→ **Work task**:
Copy each line of the listing where the word "alice" can be found.

____ Record set

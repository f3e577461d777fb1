mod common;

use chrono::{TimeZone, Utc};
use common::{capture_logs, credentials};
use hmac::{Hmac, Mac};
use rust_decimal_macros::dec;
use sha2::Sha512;
use tracing::Level;
use tradeledger::exchanges::bitbay::{BitbayBuilder, BitbayConnector};
use tradeledger::{ExchangeApi, ExchangeError, ExchangeId, HistoryQuery, Side, Symbol};
use wiremock::matchers::{header, header_exists, method, path, query_param};
use wiremock::{Mock, MockServer, ResponseTemplate};

const ENDPOINT: &str = "/rest/trading/history/transactions";

const THREE_ITEMS: &str = r#"{
    "status": "Ok",
    "totalRows": "3",
    "items": [
        {"id": "a1", "market": "BTC-PLN", "time": "1529154000000", "amount": "0.5", "rate": "25000",
         "initializedBy": "Sell", "wasTaker": true, "userAction": "Buy", "offerId": "o1", "commissionValue": "12.5"},
        {"id": "a2", "market": "ETH-PLN", "time": "1529154060000", "amount": "2", "rate": "1800.25",
         "initializedBy": "Buy", "wasTaker": false, "userAction": "Sell", "offerId": "o2", "commissionValue": "0"},
        {"id": "a3", "market": "LSK-BTC", "time": "1529154120000", "amount": "10", "rate": "0.0012",
         "initializedBy": "Buy", "wasTaker": true, "userAction": "Buy", "offerId": "o3"}
    ],
    "query": {"markets": [], "limit": ["300"]},
    "nextPageCursor": "start"
}"#;

fn connector(server: &MockServer) -> BitbayConnector {
    connector_with_keys(server, "public-key", "private-key")
}

fn connector_with_keys(server: &MockServer, public_key: &str, private_key: &str) -> BitbayConnector {
    BitbayBuilder::new(credentials(public_key, private_key))
        .with_base_url(server.uri())
        .with_rest_max_retries(0)
        .build()
        .unwrap()
}

async fn respond_with(server: &MockServer, status: u16, body: &str) {
    Mock::given(method("GET"))
        .and(path(ENDPOINT))
        .respond_with(ResponseTemplate::new(status).set_body_string(body))
        .mount(server)
        .await;
}

#[tokio::test]
async fn test_success_maps_every_item_in_order() {
    let server = MockServer::start().await;
    respond_with(&server, 200, THREE_ITEMS).await;
    let (logs, _guard) = capture_logs();

    let transactions = connector(&server).transactions().await;

    let ids: Vec<&str> = transactions.iter().map(|t| t.id()).collect();
    assert_eq!(ids, vec!["a1", "a2", "a3"]);

    let first = &transactions[0];
    assert_eq!(first.exchange(), ExchangeId::Bitbay);
    assert_eq!(first.market(), &Symbol::new("BTC", "PLN").unwrap());
    assert_eq!(first.side(), Side::Buy);
    assert_eq!(first.amount().value(), dec!(0.5));
    assert_eq!(first.rate().value(), dec!(25000));
    assert_eq!(first.fee().map(|f| f.amount), Some(dec!(12.5)));
    assert_eq!(
        first.timestamp(),
        Utc.timestamp_millis_opt(1_529_154_000_000).unwrap()
    );
    assert_eq!(transactions[1].side(), Side::Sell);
    assert!(transactions[2].fee().is_none());
    assert!(logs.errors().is_empty());
}

#[tokio::test]
async fn test_unparseable_body_logs_raw_body_once() {
    let server = MockServer::start().await;
    respond_with(&server, 200, "<html>maintenance</html>").await;
    let (logs, _guard) = capture_logs();

    let transactions = connector(&server).transactions().await;

    assert!(transactions.is_empty());
    let errors = logs.errors();
    assert_eq!(errors.len(), 1);
    assert!(errors[0].contains("<html>maintenance</html>"));
}

#[tokio::test]
async fn test_failure_envelope_logs_known_description() {
    let server = MockServer::start().await;
    respond_with(&server, 200, r#"{"status":"Fail","errors":["INVALID_HASH_SIGNATURE"]}"#).await;
    let (logs, _guard) = capture_logs();

    let transactions = connector(&server).transactions().await;

    assert!(transactions.is_empty());
    let errors = logs.errors();
    assert_eq!(errors.len(), 1);
    assert!(errors[0].contains("INVALID_HASH_SIGNATURE"));
    assert!(errors[0].contains("API-Hash signature does not match the request"));
}

#[tokio::test]
async fn test_failure_envelope_with_unknown_code() {
    let server = MockServer::start().await;
    respond_with(&server, 200, r#"{"status":"Fail","errors":["SOME_NEW_CODE"]}"#).await;
    let (logs, _guard) = capture_logs();

    let connector = connector(&server);
    match connector.fetch_transactions().await {
        Err(ExchangeError::Business { exchange, errors }) => {
            assert_eq!(exchange, ExchangeId::Bitbay);
            assert_eq!(errors[0].code, "SOME_NEW_CODE");
            assert_eq!(errors[0].description, None);
        }
        other => panic!("unexpected result: {:?}", other),
    }

    assert!(connector.transactions().await.is_empty());
    let errors = logs.errors();
    assert_eq!(errors.len(), 1);
    assert!(errors[0].contains("SOME_NEW_CODE (unrecognized error code)"));
}

#[tokio::test]
async fn test_http_error_reports_status_and_body() {
    let server = MockServer::start().await;
    // Would decode as a failure envelope if it were parsed
    respond_with(&server, 401, r#"{"status":"Fail","errors":["INVALID_PUBLIC_KEY"]}"#).await;
    let (logs, _guard) = capture_logs();

    let connector = connector(&server);
    match connector.fetch_transactions().await {
        Err(ExchangeError::Transport { status, body, .. }) => {
            assert_eq!(status, Some(401));
            assert_eq!(
                body.as_deref(),
                Some(r#"{"status":"Fail","errors":["INVALID_PUBLIC_KEY"]}"#)
            );
        }
        other => panic!("unexpected result: {:?}", other),
    }

    assert!(connector.transactions().await.is_empty());
    let errors = logs.errors();
    assert_eq!(errors.len(), 1);
    assert!(errors[0].contains("401"));
    assert!(errors[0].contains("INVALID_PUBLIC_KEY"));
}

#[tokio::test]
async fn test_empty_history_is_not_an_error() {
    let server = MockServer::start().await;
    respond_with(&server, 200, r#"{"status":"Ok","totalRows":"0","items":[]}"#).await;
    let (logs, _guard) = capture_logs();

    assert!(connector(&server).transactions().await.is_empty());
    assert!(logs.errors().is_empty());
}

#[tokio::test]
async fn test_missing_items_is_empty_history() {
    let server = MockServer::start().await;
    respond_with(&server, 200, r#"{"status":"Ok"}"#).await;

    let result = connector(&server).fetch_transactions().await.unwrap();
    assert!(result.is_empty());
}

#[tokio::test]
async fn test_request_carries_query_and_auth_headers() {
    let server = MockServer::start().await;
    Mock::given(method("GET"))
        .and(path(ENDPOINT))
        .and(query_param("query", r#"{"markets":[],"limit":"300"}"#))
        .and(header("API-Key", "public-key"))
        .and(header("Content-Type", "application/json"))
        .and(header_exists("API-Hash"))
        .and(header_exists("operation-id"))
        .and(header_exists("Request-Timestamp"))
        .respond_with(ResponseTemplate::new(200).set_body_string(r#"{"status":"Ok","items":[]}"#))
        .expect(1)
        .mount(&server)
        .await;

    let connector = connector(&server);
    assert!(!connector.is_transport_initialized());
    connector.fetch_transactions().await.unwrap();
    assert!(connector.is_transport_initialized());
}

#[tokio::test]
async fn test_history_query_is_sent_as_filter() {
    let server = MockServer::start().await;
    Mock::given(method("GET"))
        .and(path(ENDPOINT))
        .and(query_param(
            "query",
            r#"{"markets":["BTC-PLN"],"fromTime":"1600000000000","limit":"50"}"#,
        ))
        .respond_with(ResponseTemplate::new(200).set_body_string(r#"{"status":"Ok","items":[]}"#))
        .expect(1)
        .mount(&server)
        .await;

    let query = HistoryQuery::default()
        .since(Utc.timestamp_millis_opt(1_600_000_000_000).unwrap())
        .with_market(Symbol::new("BTC", "PLN").unwrap())
        .with_limit(50);
    let connector = BitbayBuilder::new(credentials("public-key", "private-key"))
        .with_base_url(server.uri())
        .with_history_query(query)
        .build()
        .unwrap();

    connector.fetch_transactions().await.unwrap();
}

#[tokio::test]
async fn test_adapters_sign_with_their_own_keys() {
    let server = MockServer::start().await;
    respond_with(&server, 200, r#"{"status":"Ok","items":[]}"#).await;

    let alice = connector_with_keys(&server, "alice-public", "alice-private");
    let bob = connector_with_keys(&server, "bob-public", "bob-private");
    alice.fetch_transactions().await.unwrap();
    bob.fetch_transactions().await.unwrap();

    let requests = server.received_requests().await.unwrap();
    assert_eq!(requests.len(), 2);

    let mut hashes = Vec::new();
    for request in &requests {
        let header_value = |name: &str| {
            request
                .headers
                .get(name)
                .unwrap()
                .to_str()
                .unwrap()
                .to_string()
        };
        let public_key = header_value("API-Key");
        let timestamp = header_value("Request-Timestamp");
        let private_key = match public_key.as_str() {
            "alice-public" => "alice-private",
            "bob-public" => "bob-private",
            other => panic!("unexpected key {}", other),
        };

        let mut mac = Hmac::<Sha512>::new_from_slice(private_key.as_bytes()).unwrap();
        mac.update(public_key.as_bytes());
        mac.update(timestamp.as_bytes());
        let expected = hex::encode(mac.finalize().into_bytes());

        let hash = header_value("API-Hash");
        assert_eq!(hash, expected);
        hashes.push(hash);
    }
    assert_ne!(hashes[0], hashes[1]);
}

#[tokio::test]
async fn test_server_errors_are_retried() {
    let server = MockServer::start().await;
    Mock::given(method("GET"))
        .and(path(ENDPOINT))
        .respond_with(ResponseTemplate::new(503).set_body_string("busy"))
        .expect(3)
        .mount(&server)
        .await;

    let connector = BitbayBuilder::new(credentials("public-key", "private-key"))
        .with_base_url(server.uri())
        .with_rest_max_retries(2)
        .with_retry_base_delay(2)
        .build()
        .unwrap();

    let err = connector.fetch_transactions().await.unwrap_err();
    assert!(matches!(err, ExchangeError::Transport { status: Some(503), .. }));
}

#[tokio::test]
async fn test_client_errors_are_not_retried() {
    let server = MockServer::start().await;
    Mock::given(method("GET"))
        .and(path(ENDPOINT))
        .respond_with(ResponseTemplate::new(400).set_body_string("bad request"))
        .expect(1)
        .mount(&server)
        .await;

    let connector = BitbayBuilder::new(credentials("public-key", "private-key"))
        .with_base_url(server.uri())
        .with_rest_max_retries(3)
        .with_retry_base_delay(2)
        .build()
        .unwrap();

    let err = connector.fetch_transactions().await.unwrap_err();
    assert!(matches!(err, ExchangeError::Transport { status: Some(400), .. }));
}

#[tokio::test]
async fn test_unknown_side_is_decode_error() {
    let server = MockServer::start().await;
    respond_with(
        &server,
        200,
        r#"{"status":"Ok","items":[{"id":"x","market":"BTC-PLN","time":"1529154000000",
            "amount":"1","rate":"1","userAction":"Hold"}]}"#,
    )
    .await;

    let err = connector(&server).fetch_transactions().await.unwrap_err();
    match err {
        ExchangeError::Decode { diagnostic, .. } => assert!(diagnostic.contains("Hold")),
        other => panic!("unexpected error: {:?}", other),
    }
}

#[tokio::test]
async fn test_partial_history_is_reported_as_warning() {
    let server = MockServer::start().await;
    let body = THREE_ITEMS.replace(r#""totalRows": "3""#, r#""totalRows": "750""#);
    respond_with(&server, 200, &body).await;
    let (logs, _guard) = capture_logs();

    let transactions = connector(&server).transactions().await;

    assert_eq!(transactions.len(), 3);
    let warnings = logs.at(Level::WARN);
    assert_eq!(warnings.len(), 1);
    assert!(warnings[0].contains("partial history"));
    assert!(warnings[0].contains("total=750"));
    assert!(logs.errors().is_empty());
}

#[tokio::test]
async fn test_complete_history_has_no_warning() {
    let server = MockServer::start().await;
    respond_with(&server, 200, THREE_ITEMS).await;
    let (logs, _guard) = capture_logs();

    connector(&server).fetch_transactions().await.unwrap();
    assert!(logs.at(Level::WARN).is_empty());
}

________

→ **Expected output**:
    let alice = connector_with_keys(&server, "alice-public", "alice-private");
    alice.fetch_transactions().await.unwrap();
            "alice-public" => "alice-private",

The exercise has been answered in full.